Docents help fulfill a museums’ educational objectives, leading students on tours that call them into the works of art and help them tap into their own experiences as they explore the museum’s offerings. In a typical year, the SAMA docents provide educational tours to 10,000 to 15,000 K-12 students from the greater San Antonio area and beyond. 

Now in the middle of a pandemic, with in-person activities still limited, docents find themselves having to rethink and recalibrate their methods. To continue providing quality education to students, docents and education personnel have attended a number of virtual brainstorming and training sessions to prepare for virtual tours. Docents will start leading virtual tours on October 15.

The docent core at SAMA is about 80 strong, with another 12 individuals in the training program. All of the museum’s docents work as volunteers, though docent program manager Tripp Cardiff is employed by the museum within its education department, which includes six full-time staff. 

“Docents tend to skew a little bit older and may not be as familiar with certain aspects of technology,” Cardiff said. But he has been pleased by the positive response to the idea of virtual tours from a docent crew eager to adapt.

Part of the reason for the enthusiasm, Cardiff offered, is that tours were ended by the pandemic back in March, typically a very busy time for the docents, and many have found themselves with a strong “appetite for getting involved again,” for sharing their time and knowledge with students again, however that has to look.

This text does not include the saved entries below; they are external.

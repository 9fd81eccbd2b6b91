use std::collections::BTreeSet;

use serde::{Deserialize, Serialize};
use tracing::debug;

use super::intake::{
    FamilyDisease, IntakeField, Race, RawIntake, Sex, SmokingStatus, Symptom, ValidatedIntake,
};

pub const MIN_AGE: i64 = 18;
pub const MAX_AGE: i64 = 120;

/// Category tag attached to every intake violation.
#[derive(Debug, Clone, Copy, PartialEq, Eq, Serialize, Deserialize)]
pub enum ViolationKind {
    OutOfRange,
    InvalidEnum,
    InconsistentField,
}

/// One violated intake field, suitable for rendering next to the offending form input.
#[derive(Debug, Clone, PartialEq, Eq, Serialize, Deserialize, thiserror::Error)]
#[error("{field}: {message}")]
pub struct ValidationError {
    pub field: IntakeField,
    pub kind: ViolationKind,
    pub message: String,
}

impl ValidationError {
    fn out_of_range(field: IntakeField, message: String) -> Self {
        Self {
            field,
            kind: ViolationKind::OutOfRange,
            message,
        }
    }

    fn invalid_enum(field: IntakeField, value: &str) -> Self {
        Self {
            field,
            kind: ViolationKind::InvalidEnum,
            message: format!("unrecognized value '{}'", value.trim()),
        }
    }

    fn invalid_members(field: IntakeField, values: &[&str]) -> Self {
        let quoted: Vec<String> = values
            .iter()
            .map(|value| format!("'{}'", value.trim()))
            .collect();
        Self {
            field,
            kind: ViolationKind::InvalidEnum,
            message: format!("unrecognized values {}", quoted.join(", ")),
        }
    }

    fn inconsistent(field: IntakeField, governing: IntakeField) -> Self {
        Self {
            field,
            kind: ViolationKind::InconsistentField,
            message: format!("must be empty when {governing} is false"),
        }
    }

    /// A value of the wrong JSON type. Numeric fields report it as out of range, the rest as an
    /// unrecognized value.
    fn malformed(field: IntakeField, value: &str) -> Self {
        match field {
            IntakeField::Age | IntakeField::HypertensionDurationYears | IntakeField::Bmi => Self {
                field,
                kind: ViolationKind::OutOfRange,
                message: format!("expected a number, got {value}"),
            },
            _ => Self {
                field,
                kind: ViolationKind::InvalidEnum,
                message: format!("unrecognized value {value}"),
            },
        }
    }
}

/// Every violation found in a single pass over the intake.
#[derive(Debug, Clone, PartialEq, Eq, Serialize, Deserialize, thiserror::Error)]
#[error("intake failed validation with {} violation(s)", .violations.len())]
pub struct ValidationErrors {
    pub violations: Vec<ValidationError>,
}

impl ValidationErrors {
    pub fn fields(&self) -> Vec<IntakeField> {
        self.violations
            .iter()
            .map(|violation| violation.field)
            .collect()
    }
}

/// Range-check and normalize a raw intake, collecting all violations instead of stopping at the
/// first one. Each field contributes at most one violation.
pub fn validate(raw: &RawIntake) -> Result<ValidatedIntake, ValidationErrors> {
    let mut violations = Vec::new();

    let age = if malformed(raw, IntakeField::Age, &mut violations) {
        None
    } else if (MIN_AGE..=MAX_AGE).contains(&raw.age) {
        u8::try_from(raw.age).ok()
    } else {
        violations.push(ValidationError::out_of_range(
            IntakeField::Age,
            format!("age {} outside {MIN_AGE}-{MAX_AGE}", raw.age),
        ));
        None
    };

    let sex = parse_required(raw, IntakeField::Sex, &raw.sex, Sex::parse, &mut violations);
    let race = parse_required(raw, IntakeField::Race, &raw.race, Race::parse, &mut violations);
    let smoking = parse_required(
        raw,
        IntakeField::Smoking,
        &raw.smoking,
        SmokingStatus::parse,
        &mut violations,
    );

    let hypertension = flag(
        raw,
        IntakeField::Hypertension,
        raw.hypertension,
        &mut violations,
    );
    let hypertension_duration_years =
        if malformed(raw, IntakeField::HypertensionDurationYears, &mut violations) {
            None
        } else {
            match hypertension {
                // governing flag already reported
                None => None,
                Some(true) => match u32::try_from(raw.hypertension_duration_years) {
                    Ok(years) => Some(Some(years)),
                    Err(_) => {
                        violations.push(ValidationError::out_of_range(
                            IntakeField::HypertensionDurationYears,
                            format!(
                                "duration {} must be a non-negative number of years",
                                raw.hypertension_duration_years
                            ),
                        ));
                        None
                    }
                },
                Some(false) if raw.hypertension_duration_years != 0 => {
                    violations.push(ValidationError::inconsistent(
                        IntakeField::HypertensionDurationYears,
                        IntakeField::Hypertension,
                    ));
                    None
                }
                Some(false) => Some(None),
            }
        };

    let diabetes = flag(raw, IntakeField::Diabetes, raw.diabetes, &mut violations);

    let family_history = flag(
        raw,
        IntakeField::FamilyHistory,
        raw.family_history,
        &mut violations,
    );
    let family_diseases = match family_history {
        None => None,
        Some(false)
            if !raw.family_diseases.is_empty()
                && raw.malformed_value(IntakeField::FamilyDiseases).is_none() =>
        {
            violations.push(ValidationError::inconsistent(
                IntakeField::FamilyDiseases,
                IntakeField::FamilyHistory,
            ));
            None
        }
        Some(_) => parse_set(
            raw,
            IntakeField::FamilyDiseases,
            &raw.family_diseases,
            FamilyDisease::parse,
            &mut violations,
        ),
    };

    let bmi = if malformed(raw, IntakeField::Bmi, &mut violations) {
        None
    } else if raw.bmi.is_finite() && raw.bmi > 0.0 {
        Some(raw.bmi)
    } else {
        violations.push(ValidationError::out_of_range(
            IntakeField::Bmi,
            format!("bmi {} must be a positive number", raw.bmi),
        ));
        None
    };

    let cardiovascular_disease = flag(
        raw,
        IntakeField::CardiovascularDisease,
        raw.cardiovascular_disease,
        &mut violations,
    );

    let symptoms = parse_set(
        raw,
        IntakeField::Symptoms,
        &raw.symptoms,
        Symptom::parse,
        &mut violations,
    );

    debug!(violations = violations.len(), "intake validated");

    match (
        age,
        sex,
        race,
        hypertension_duration_years,
        diabetes,
        family_history,
        family_diseases,
        bmi,
        smoking,
        cardiovascular_disease,
        symptoms,
    ) {
        (
            Some(age),
            Some(sex),
            Some(race),
            Some(hypertension_duration_years),
            Some(diabetes),
            Some(family_history),
            Some(family_diseases),
            Some(bmi),
            Some(smoking),
            Some(cardiovascular_disease),
            Some(symptoms),
        ) if violations.is_empty() => Ok(ValidatedIntake::new(
            age,
            sex,
            race,
            hypertension_duration_years,
            diabetes,
            family_history,
            family_diseases,
            bmi,
            smoking,
            cardiovascular_disease,
            symptoms,
        )),
        _ => Err(ValidationErrors { violations }),
    }
}

/// Records a violation when `field` arrived with a value of the wrong type.
fn malformed(raw: &RawIntake, field: IntakeField, violations: &mut Vec<ValidationError>) -> bool {
    match raw.malformed_value(field) {
        Some(value) => {
            violations.push(ValidationError::malformed(field, value));
            true
        }
        None => false,
    }
}

fn flag(
    raw: &RawIntake,
    field: IntakeField,
    value: bool,
    violations: &mut Vec<ValidationError>,
) -> Option<bool> {
    (!malformed(raw, field, violations)).then_some(value)
}

fn parse_required<T>(
    raw: &RawIntake,
    field: IntakeField,
    value: &str,
    parse: impl Fn(&str) -> Option<T>,
    violations: &mut Vec<ValidationError>,
) -> Option<T> {
    if malformed(raw, field, violations) {
        return None;
    }
    let parsed = parse(value);
    if parsed.is_none() {
        violations.push(ValidationError::invalid_enum(field, value));
    }
    parsed
}

fn parse_set<T: Ord>(
    raw: &RawIntake,
    field: IntakeField,
    values: &[String],
    parse: impl Fn(&str) -> Option<T>,
    violations: &mut Vec<ValidationError>,
) -> Option<BTreeSet<T>> {
    if malformed(raw, field, violations) {
        return None;
    }

    let mut parsed = BTreeSet::new();
    let mut unrecognized = Vec::new();

    for value in values {
        match parse(value) {
            Some(member) => {
                parsed.insert(member);
            }
            None => unrecognized.push(value.as_str()),
        }
    }

    match unrecognized.as_slice() {
        [] => Some(parsed),
        [single] => {
            violations.push(ValidationError::invalid_enum(field, single));
            None
        }
        many => {
            violations.push(ValidationError::invalid_members(field, many));
            None
        }
    }
}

Before the pandemic, tours were conducted in the galleries, with docents physically leading students through the museum, stopping at pre-selected works to discuss and engage. Now, all of that will happen via Zoom.

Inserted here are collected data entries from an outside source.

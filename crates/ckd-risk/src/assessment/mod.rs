//! CKD risk assessment pipeline.
//!
//! Raw intake flows through [`validate`], the [`ScoringEngine`] (driven by a [`RuleTable`]),
//! [`classify`], and finally [`build_series`]. Every stage is a pure function of its inputs;
//! [`RiskAssessor`] wires them together and [`assessment_router`] serves them over HTTP.

pub mod charts;
pub mod classifier;
pub mod intake;
pub mod metadata;
pub mod report;
pub mod router;
pub mod rules;
pub mod scoring;
pub mod service;
pub mod validation;

#[cfg(test)]
mod tests;

pub use charts::{
    build_series, AgeBaseline, AgeBaselineTable, BaselineError, ChartKind, ChartPoint,
    ChartSeries,
};
pub use classifier::{classify, Classification, RiskLevel};
pub use intake::{
    FamilyDisease, IntakeField, Race, RawIntake, Sex, SmokingStatus, Symptom, ValidatedIntake,
};
pub use metadata::{ToolMetadata, TOOL_METADATA};
pub use report::{AssessmentReport, RiskAssessment};
pub use router::{assessment_router, AssessmentResponse};
pub use rules::{RiskRule, RuleTable, RuleTableDocument, RuleTableError, RuleTrigger};
pub use scoring::{RiskFactor, ScoreBreakdown, ScoringEngine, MAX_SCORE};
pub use service::RiskAssessor;
pub use validation::{validate, ValidationError, ValidationErrors, ViolationKind};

Geoff Leech, 76, a retired naval officer and environmental engineer, is a seventh-year docent who has acted as the docent president for the past year. He enjoys working as a docent, at least in part, for the challenge of adapting tours to different age groups and different needs. 

He described the shift to virtual touring as posing “no problem at all” to him personally. “In fact,” he said, “I am very enthusiastic – I know it’s going to work.”

Leech said other docents are similarly excited to start up tours again and seem up for the new challenge of doing so virtually.

Cardiff, whose responsibilities include the recruitment and training of new docents, as well as the regular continuing education of current docents, said the volunteer educators “don’t just stand there and lecture,” they strive to provide an engaging experience for visitors.

As such, docent training and continuing education requires that participants learn the history behind objects in the museum and, just as importantly, how to teach the galleries to visitors of all ages.

Cheryl Anderson, 72, a retired educator and college administrator who is currently a docent-in-training at SAMA, said that she wants to be a docent because it combines her interest in art and background as an educator.

Anderson and the other docents-in-training have continued their learning through online sessions, and she said she is looking forward to trying virtual tours.

She said that the docents plan to implement the same instructional strategies in the virtual setting and that she anticipates that maintaining a high level of student engagement, which “can be a problem whether you are virtual or in-person,” will be the main challenge. 

One drawback to the virtual touring model, according to Cardiff, is that students don’t get to share actual space with an object of focus in the museum, to “see it from all angles” and to “really appreciate its size and materiality” and “the way that it speaks with other objects.”

On the plus side, he explained, with a virtual tour, docents can “really focus in on an object, and, with hi-res digital images, we can take a look at details that may not be appreciable in the gallery context.”

Cardiff also sees potential, if this model works well, for continuing to use it to reach students at schools that may not be able to easily make an in-person visit, pandemic conditions aside, due to distance from the museum or transportation limitations.

Ultimately, the goal is to make sure as many students as possible can have this opportunity for engagement with “various expressions of the human experience and of culture.”

James Courtney is a freelance arts and culture journalist in San Antonio. He also is a poet, a high school English teacher and debate coach, and a proud girl dad.